This USA Today headline is one of the most annoying I’ve seen in a while:
It’s true: Menstruation does affect women’s emotions
And no, I’m not irked because I’m PMSing. In fact, if it’s not TMI, I’m in the “follicular phase,” which the study cited in this article claims is the least emotional phase of women’s cycles!
Here’s what the study actually found.
Researchers used MRI to study the brains of women who viewed a series of pictures and rated them as pleasant, unpleasant or neutral. This test was repeated at different stages of the women’s menstrual cycles.
In the early follicular stage of the menstrual cycle, no areas of the women’s brains showed significantly increased activation while viewing the pictures. But during the midpoint of their menstrual cycle, when hormone levels were higher, the women had increased activity in the lateral prefrontal cortex and other areas of the brain involved in processing emotional information, the researchers found.

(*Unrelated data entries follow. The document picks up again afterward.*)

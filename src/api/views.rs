use chrono::{DateTime, Utc};
use serde::Serialize;
use uuid::Uuid;

use crate::database::models::{Audit, Journal, Subsection, SubsectionKind, SubsectionType};

/// Full projection of a subsection
#[derive(Debug, Clone, PartialEq, Serialize)]
#[serde(rename_all = "camelCase")]
pub struct SubsectionDetail {
    pub id: Uuid,
    pub title: String,
    pub journal_id: Option<Uuid>,
    #[serde(flatten)]
    pub kind: SubsectionKind,
    pub audit: Audit,
}

impl From<&Subsection> for SubsectionDetail {
    fn from(subsection: &Subsection) -> Self {
        Self {
            id: subsection.id,
            title: subsection.title.clone(),
            journal_id: subsection.journal_id,
            kind: subsection.kind.clone(),
            audit: subsection.audit.clone(),
        }
    }
}

/// List projection; carries the owning journal's id
#[derive(Debug, Clone, PartialEq, Serialize)]
#[serde(rename_all = "camelCase")]
pub struct SubsectionBrief {
    pub id: Uuid,
    pub title: String,
    #[serde(rename = "type")]
    pub subsection_type: SubsectionType,
    pub journal_id: Option<Uuid>,
}

impl From<&Subsection> for SubsectionBrief {
    fn from(subsection: &Subsection) -> Self {
        Self {
            id: subsection.id,
            title: subsection.title.clone(),
            subsection_type: subsection.subsection_type(),
            journal_id: subsection.journal_id,
        }
    }
}

#[derive(Debug, Clone, PartialEq, Serialize)]
#[serde(rename_all = "camelCase")]
pub struct JournalBrief {
    pub id: Uuid,
    pub title: String,
    pub description: Option<String>,
    pub subsection_count: usize,
    pub created_at: DateTime<Utc>,
    pub last_modified_at: DateTime<Utc>,
}

impl From<&Journal> for JournalBrief {
    fn from(journal: &Journal) -> Self {
        Self {
            id: journal.id,
            title: journal.title.clone(),
            description: journal.description.clone(),
            subsection_count: journal.subsection_ids.len(),
            created_at: journal.audit.created_at,
            last_modified_at: journal.audit.last_modified_at,
        }
    }
}

#[derive(Debug, Clone, PartialEq, Serialize)]
#[serde(rename_all = "camelCase")]
pub struct JournalDetail {
    pub id: Uuid,
    pub title: String,
    pub description: Option<String>,
    pub audit: Audit,
    pub subsections: Vec<SubsectionBrief>,
}

impl JournalDetail {
    pub fn new(journal: &Journal, subsections: &[Subsection]) -> Self {
        Self {
            id: journal.id,
            title: journal.title.clone(),
            description: journal.description.clone(),
            audit: journal.audit.clone(),
            subsections: subsections.iter().map(SubsectionBrief::from).collect(),
        }
    }
}

#[derive(Debug, Clone, PartialEq, Serialize)]
pub struct ChatReplyView {
    pub reply: String,
}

So no, it’s actually not menstruation that makes women more emotional, assuming the study’s findings turn out to be valid. It’s ovulation! And the hormones that accompany ovulation! Because that’s what happens at the “midpoint” of the cycle.

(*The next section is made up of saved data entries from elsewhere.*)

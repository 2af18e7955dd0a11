use std::convert::Infallible;

use axum::{
    extract::{rejection::JsonRejection, State},
    response::sse::{Event, KeepAlive, Sse},
    Extension, Json,
};
use futures::{Stream, StreamExt};
use tracing::{info, warn};

use crate::api::{messages, ChatReplyView, ChatRequest};
use crate::app::AppState;
use crate::error::ApiError;
use crate::gemini::ChatMessage;
use crate::middleware::{ApiResponse, ApiResult, AuthUser};

const SYSTEM_PROMPT: &str = "You are Roamance, a travel planning assistant. \
Help the traveller plan activities, sightseeing stops and routes, and keep answers short and practical.";

fn conversation(request: ChatRequest) -> Result<Vec<ChatMessage>, ApiError> {
    if request.message.trim().is_empty() {
        return Err(ApiError::invalid_argument("Message must not be blank"));
    }
    Ok(vec![ChatMessage::system(SYSTEM_PROMPT), ChatMessage::user(request.message)])
}

/// POST /api/assistant/chat - single-turn reply from the Gemini assistant
pub async fn chat(
    State(state): State<AppState>,
    Extension(user): Extension<AuthUser>,
    payload: Result<Json<ChatRequest>, JsonRejection>,
) -> ApiResult<ChatReplyView> {
    let Json(request) = payload?;
    let assistant = state.assistant()?;
    info!("Assistant chat requested by user {}", user.user_id);

    let reply = assistant.chat.chat(&conversation(request)?).await?;

    Ok(ApiResponse::success(messages::ASSISTANT_REPLY_SUCCESS, ChatReplyView { reply }))
}

/// POST /api/assistant/chat/stream - the same reply as server-sent events
///
/// Each text chunk is one `data` event; a failure mid-stream is sent as an
/// `error` event and ends the stream.
pub async fn chat_stream(
    State(state): State<AppState>,
    Extension(user): Extension<AuthUser>,
    payload: Result<Json<ChatRequest>, JsonRejection>,
) -> Result<Sse<impl Stream<Item = Result<Event, Infallible>>>, ApiError> {
    let Json(request) = payload?;
    let assistant = state.assistant()?;
    info!("Assistant stream requested by user {}", user.user_id);

    let events = assistant
        .streaming
        .chat_stream(&conversation(request)?)
        .map(|chunk| {
            let event = match chunk {
                Ok(text) => Event::default().data(text),
                Err(e) => {
                    warn!("Assistant stream failed: {}", e);
                    Event::default().event("error").data(e.to_string())
                }
            };
            Ok::<_, Infallible>(event)
        });

    Ok(Sse::new(events).keep_alive(KeepAlive::default()))
}
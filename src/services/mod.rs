pub mod access;
pub mod journal_service;
pub mod resolver;
pub mod subsection_service;

pub use access::authorize;
pub use journal_service::JournalService;
pub use resolver::{ResolveError, SubsectionResolver};
pub use subsection_service::SubsectionService;
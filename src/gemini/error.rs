use thiserror::Error;

#[derive(Debug, Error)]
pub enum GeminiError {
    #[error("Missing required Gemini parameter: {0}")]
    MissingParameter(&'static str),

    #[error("Invalid Gemini base URL: {0}")]
    InvalidBaseUrl(String),

    #[error(transparent)]
    Http(#[from] reqwest::Error),

    #[error("Gemini API returned {status}: {message}")]
    Api { status: u16, message: String },

    #[error(transparent)]
    Json(#[from] serde_json::Error),

    #[error("Malformed Gemini event stream: {0}")]
    Stream(String),

    #[error("No response from Gemini")]
    EmptyResponse,
}
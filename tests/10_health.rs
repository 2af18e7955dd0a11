mod common;

use anyhow::Result;
use reqwest::StatusCode;
use serde_json::Value;

#[tokio::test]
async fn root_and_health_are_public() -> Result<()> {
    let server = common::spawn().await?;
    let client = reqwest::Client::new();

    let res = client.get(server.url("/")).send().await?;
    assert_eq!(res.status(), StatusCode::OK);
    let body = res.json::<Value>().await?;
    assert_eq!(body["success"], true);
    assert_eq!(body["data"]["assistant"], false);

    let res = client.get(server.url("/health")).send().await?;
    assert_eq!(res.status(), StatusCode::OK);
    let body = res.json::<Value>().await?;
    assert_eq!(body["data"]["database"], "ok", "unexpected body: {}", body);

    Ok(())
}

#[tokio::test]
async fn api_requires_a_bearer_token() -> Result<()> {
    let server = common::spawn().await?;
    let client = reqwest::Client::new();

    let res = client.get(server.url("/api/journals")).send().await?;
    assert_eq!(res.status(), StatusCode::UNAUTHORIZED);
    let body = res.json::<Value>().await?;
    assert_eq!(body["success"], false);
    assert_eq!(body["code"], "UNAUTHORIZED");
    assert_eq!(body["status"], 401);

    let res = client
        .get(server.url("/api/subsections"))
        .bearer_auth("not-a-jwt")
        .send()
        .await?;
    assert_eq!(res.status(), StatusCode::UNAUTHORIZED);

    Ok(())
}
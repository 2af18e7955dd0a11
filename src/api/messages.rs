// Client-facing envelope messages

use uuid::Uuid;

pub const SUBSECTION_CREATE_SUCCESS: &str = "Subsection created successfully!";
pub const SUBSECTIONS_FETCH_SUCCESS: &str = "Subsections fetched successfully!";
pub const SUBSECTION_FETCH_SUCCESS: &str = "Subsection fetched successfully!";
pub const SUBSECTION_UPDATE_SUCCESS: &str = "Subsection updated successfully!";
pub const SUBSECTION_DELETE_SUCCESS: &str = "Subsection deleted successfully!";

pub const JOURNAL_CREATE_SUCCESS: &str = "Journal created successfully!";
pub const JOURNALS_FETCH_SUCCESS: &str = "Journals fetched successfully!";
pub const JOURNAL_FETCH_SUCCESS: &str = "Journal fetched successfully!";
pub const JOURNAL_UPDATE_SUCCESS: &str = "Journal updated successfully!";
pub const JOURNAL_DELETE_SUCCESS: &str = "Journal deleted successfully!";

pub const ASSISTANT_REPLY_SUCCESS: &str = "Assistant replied successfully!";

pub fn journal_not_found(id: Uuid) -> String {
    format!("Journal not found with id: {}", id)
}

pub fn subsection_not_found(id: Uuid) -> String {
    format!("Subsection not found with id: {}", id)
}
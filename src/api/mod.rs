pub mod messages;
pub mod requests;
pub mod views;

pub use requests::{
    ChatRequest, JournalCreateRequest, JournalUpdateRequest, SubsectionChanges, SubsectionCreateRequest,
    SubsectionUpdateRequest,
};
pub use views::{ChatReplyView, JournalBrief, JournalDetail, SubsectionBrief, SubsectionDetail};
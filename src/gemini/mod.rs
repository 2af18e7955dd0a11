// Gemini generative language client
pub mod client;
pub mod config;
pub mod error;

pub use client::{ChatMessage, ChatRole, GeminiChatModel, GeminiModelBuilder, GeminiStreamingChatModel, ReplyStream};
pub use config::{
    GeminiModelConfig, GeminiModelConfigBuilder, HarmBlockThreshold, HarmCategory, ResponseFormat, SafetySetting,
};
pub use error::GeminiError;

pub const DEFAULT_BASE_URL: &str = "https://generativelanguage.googleapis.com";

In fact, the article says nothing whatsoever about what happened in the brains of women who were actually menstruating or on the verge of it. The headline nonetheless preys shamelessly on the stereotype of the moody menstruating woman. Some of us do get moody, and that’s okay – but all women are not the same. (Also, this may be pedantic, but it’s sort of simplistic to say that “hormone levels were higher” at mid-cycle. It depends on which hormones you mean. First estrogen peaks, then progesterone hits its maximum several days later.)

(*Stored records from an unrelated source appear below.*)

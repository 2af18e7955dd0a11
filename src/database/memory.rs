use std::cmp::Ordering;
use std::collections::HashMap;

use async_trait::async_trait;
use tokio::sync::RwLock;
use uuid::Uuid;

use crate::database::manager::DatabaseError;
use crate::database::models::{Journal, Subsection};
use crate::database::store::{JournalStore, Store, SubsectionStore};
use crate::pagination::{PageRequest, SortField};

#[derive(Default)]
struct Tables {
    journals: HashMap<Uuid, Journal>,
    subsections: HashMap<Uuid, Subsection>,
}

/// Process-local store used when no `DATABASE_URL` is configured, and by tests.
#[derive(Default)]
pub struct InMemoryStore {
    tables: RwLock<Tables>,
}

impl InMemoryStore {
    pub fn new() -> Self {
        Self::default()
    }
}

fn compare_journals(a: &Journal, b: &Journal, field: SortField) -> Ordering {
    match field {
        SortField::Title | SortField::Type => a.title.cmp(&b.title),
        SortField::CreatedAt => a.audit.created_at.cmp(&b.audit.created_at),
        SortField::LastModifiedAt => a.audit.last_modified_at.cmp(&b.audit.last_modified_at),
    }
}

fn compare_subsections(a: &Subsection, b: &Subsection, field: SortField) -> Ordering {
    match field {
        SortField::Title => a.title.cmp(&b.title),
        SortField::Type => a.subsection_type().as_str().cmp(b.subsection_type().as_str()),
        SortField::CreatedAt => a.audit.created_at.cmp(&b.audit.created_at),
        SortField::LastModifiedAt => a.audit.last_modified_at.cmp(&b.audit.last_modified_at),
    }
}

#[async_trait]
impl JournalStore for InMemoryStore {
    async fn find_journal(&self, id: Uuid) -> Result<Option<Journal>, DatabaseError> {
        Ok(self.tables.read().await.journals.get(&id).cloned())
    }

    async fn find_journals_by_creator(
        &self,
        user_id: Uuid,
        page: &PageRequest,
    ) -> Result<Vec<Journal>, DatabaseError> {
        let tables = self.tables.read().await;
        let mut journals: Vec<Journal> = tables
            .journals
            .values()
            .filter(|j| j.is_created_by(user_id))
            .cloned()
            .collect();
        journals.sort_by(|a, b| page.sort_dir.apply(compare_journals(a, b, page.sort_by)));
        Ok(page.slice(journals))
    }

    async fn save_journal(&self, mut journal: Journal) -> Result<Journal, DatabaseError> {
        let mut tables = self.tables.write().await;
        journal.subsection_ids = tables
            .journals
            .get(&journal.id)
            .map(|stored| stored.subsection_ids.clone())
            .unwrap_or_default();
        tables.journals.insert(journal.id, journal.clone());
        Ok(journal)
    }

    async fn delete_journal(&self, id: Uuid) -> Result<(), DatabaseError> {
        let mut tables = self.tables.write().await;
        let journal = tables
            .journals
            .remove(&id)
            .ok_or_else(|| DatabaseError::NotFound(format!("journal {}", id)))?;

        for subsection_id in &journal.subsection_ids {
            tables.subsections.remove(subsection_id);
        }
        tables.subsections.retain(|_, s| s.journal_id != Some(id));
        Ok(())
    }
}

#[async_trait]
impl SubsectionStore for InMemoryStore {
    async fn find_subsection(&self, id: Uuid) -> Result<Option<Subsection>, DatabaseError> {
        Ok(self.tables.read().await.subsections.get(&id).cloned())
    }

    async fn find_subsections_by_journal_creator(
        &self,
        user_id: Uuid,
        page: &PageRequest,
    ) -> Result<Vec<Subsection>, DatabaseError> {
        let tables = self.tables.read().await;
        let mut subsections: Vec<Subsection> = tables
            .subsections
            .values()
            .filter(|s| {
                s.journal_id
                    .and_then(|jid| tables.journals.get(&jid))
                    .is_some_and(|j| j.is_created_by(user_id))
            })
            .cloned()
            .collect();
        subsections.sort_by(|a, b| page.sort_dir.apply(compare_subsections(a, b, page.sort_by)));
        Ok(page.slice(subsections))
    }

    async fn find_subsections_by_journal(&self, journal_id: Uuid) -> Result<Vec<Subsection>, DatabaseError> {
        let tables = self.tables.read().await;
        let Some(journal) = tables.journals.get(&journal_id) else {
            return Ok(Vec::new());
        };
        Ok(journal
            .subsection_ids
            .iter()
            .filter_map(|id| tables.subsections.get(id))
            .cloned()
            .collect())
    }

    async fn attach_subsection(&self, subsection: Subsection) -> Result<Subsection, DatabaseError> {
        let journal_id = subsection
            .journal_id
            .ok_or_else(|| DatabaseError::Constraint(format!("subsection {} has no journal", subsection.id)))?;

        let mut guard = self.tables.write().await;
        let tables = &mut *guard;
        if tables.subsections.contains_key(&subsection.id) {
            return Err(DatabaseError::Constraint(format!("subsection {} already exists", subsection.id)));
        }
        let journal = tables
            .journals
            .get_mut(&journal_id)
            .ok_or_else(|| DatabaseError::NotFound(format!("journal {}", journal_id)))?;

        journal.attach(subsection.id);
        tables.subsections.insert(subsection.id, subsection.clone());
        Ok(subsection)
    }

    async fn save_subsection(&self, mut subsection: Subsection) -> Result<Subsection, DatabaseError> {
        let mut tables = self.tables.write().await;
        let stored = tables
            .subsections
            .get_mut(&subsection.id)
            .ok_or_else(|| DatabaseError::NotFound(format!("subsection {}", subsection.id)))?;

        subsection.journal_id = stored.journal_id;
        *stored = subsection.clone();
        Ok(subsection)
    }

    async fn detach_and_delete_subsection(&self, id: Uuid) -> Result<(), DatabaseError> {
        let mut tables = self.tables.write().await;
        let subsection = tables
            .subsections
            .remove(&id)
            .ok_or_else(|| DatabaseError::NotFound(format!("subsection {}", id)))?;

        if let Some(journal) = subsection.journal_id.and_then(|jid| tables.journals.get_mut(&jid)) {
            journal.detach(id);
        }
        Ok(())
    }
}

#[async_trait]
impl Store for InMemoryStore {
    async fn health_check(&self) -> Result<(), DatabaseError> {
        Ok(())
    }
}
use thiserror::Error;
use uuid::Uuid;

use crate::api::{SubsectionChanges, SubsectionCreateRequest};
use crate::database::models::{Audit, Location, Subsection, SubsectionKind, SubsectionType};

#[derive(Error, Debug, PartialEq)]
pub enum ResolveError {
    #[error("Title must not be blank")]
    BlankTitle,

    #[error("Subsection {id} is of type {stored}; a {requested} update cannot be applied")]
    TypeMismatch {
        id: Uuid,
        stored: SubsectionType,
        requested: SubsectionType,
    },

    #[error("Invalid coordinates in {field}: latitude must be within [-90, 90] and longitude within [-180, 180]")]
    InvalidLocation { field: String },
}

pub fn validate_title(title: &str) -> Result<(), ResolveError> {
    if title.trim().is_empty() {
        return Err(ResolveError::BlankTitle);
    }
    Ok(())
}

fn validate_location(location: &Location, field: impl Into<String>) -> Result<(), ResolveError> {
    if location.is_valid() {
        Ok(())
    } else {
        Err(ResolveError::InvalidLocation { field: field.into() })
    }
}

fn validate_waypoints(waypoints: &[Location]) -> Result<(), ResolveError> {
    for (index, waypoint) in waypoints.iter().enumerate() {
        validate_location(waypoint, format!("waypoints[{}]", index))?;
    }
    Ok(())
}

fn validate_kind(kind: &SubsectionKind) -> Result<(), ResolveError> {
    match kind {
        SubsectionKind::Activity { location, .. } | SubsectionKind::Sightseeing { location } => {
            validate_location(location, "location")
        }
        SubsectionKind::Route { waypoints } => validate_waypoints(waypoints),
    }
}

/// Maps subsection payloads onto concrete subsection variants.
pub struct SubsectionResolver;

impl SubsectionResolver {
    /// Build a new, not yet attached subsection from a create request.
    pub fn create(request: SubsectionCreateRequest, creator: Uuid) -> Result<Subsection, ResolveError> {
        validate_title(&request.title)?;
        validate_kind(&request.kind)?;

        Ok(Subsection {
            id: Uuid::new_v4(),
            title: request.title,
            journal_id: None,
            audit: Audit::new(creator),
            kind: request.kind,
        })
    }

    /// Merge the variant-specific part of an update into `subsection`.
    ///
    /// Nothing is mutated when an error is returned.
    pub fn apply_update(subsection: &mut Subsection, changes: SubsectionChanges) -> Result<(), ResolveError> {
        let id = subsection.id;

        match (&mut subsection.kind, changes) {
            (
                SubsectionKind::Activity { activity_type, location },
                SubsectionChanges::Activity {
                    activity_type: new_activity_type,
                    location: new_location,
                },
            ) => {
                if let Some(new_location) = &new_location {
                    validate_location(new_location, "location")?;
                }
                *activity_type = new_activity_type;
                if let Some(new_location) = new_location {
                    *location = new_location;
                }
            }
            (
                SubsectionKind::Sightseeing { location },
                SubsectionChanges::Sightseeing { location: new_location },
            ) => {
                if let Some(new_location) = new_location {
                    validate_location(&new_location, "location")?;
                    *location = new_location;
                }
            }
            (SubsectionKind::Route { waypoints }, SubsectionChanges::Route { waypoints: new_waypoints }) => {
                match new_waypoints {
                    Some(new_waypoints) if !new_waypoints.is_empty() => {
                        if let Err(e) = validate_waypoints(&new_waypoints) {
                            tracing::warn!("Rejected waypoint update for route subsection {}: {}", id, e);
                            return Err(e);
                        }
                        *waypoints = new_waypoints;
                    }
                    _ => {}
                }
            }
            (kind, changes) => {
                return Err(ResolveError::TypeMismatch {
                    id,
                    stored: kind.subsection_type(),
                    requested: changes.subsection_type(),
                });
            }
        }

        Ok(())
    }
}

Apart from the misleading headline, the study itself makes me wonder if function MRI technology is feeding into a kind of “physics envy” among psychologists, biologists, and biomedical researchers. Biologist and primatologist Robert Sapolsky offers my favorite explanation of physics envy:
This is a classic case of what is often called physics envy, a disease that causes behavioral biologists to fear their discipline lacks the rigor of physiology, physiologists to wish for the techniques of biochemists, biochemists to covet the clarity of answers revealed by molecular geneticists, all the way down until you get to the physicists who confer only with God. Recently, a zoologist friend had obtained blood samples from the carnivores he studies and wanted some hormones in the samples tested in my lab. Although inexperienced with the technique, he offered to help in any way possible. I felt hesitant asking him do anything tedious, but since he had offered, I tentatively said, “Well, if you don’t mind some unspeakable drudgery, you could number about a thousand assay vials.” And this scientist, whose superb work has graced the most prestigious science journals in the world, cheerfully answered, “That’s okay. How often do I get to do real science, working with test tubes?”
Obviously, MRI is way cooler than test tubes! It’s no wonderful that researchers would rather get big grants and fiddle with fMRI, because it not only seems like “real science.” Grants and equipment tend to impress tenure committees, as well. While we actually know very little about what – if anything – fMRI actually tells us, it makes for cool pictures of the brain and imposing CVs.
But surely I’m not the only person who read about this latest fMRI study and wondered: Golly, couldn’t the researchers just ask the women how they were feeling?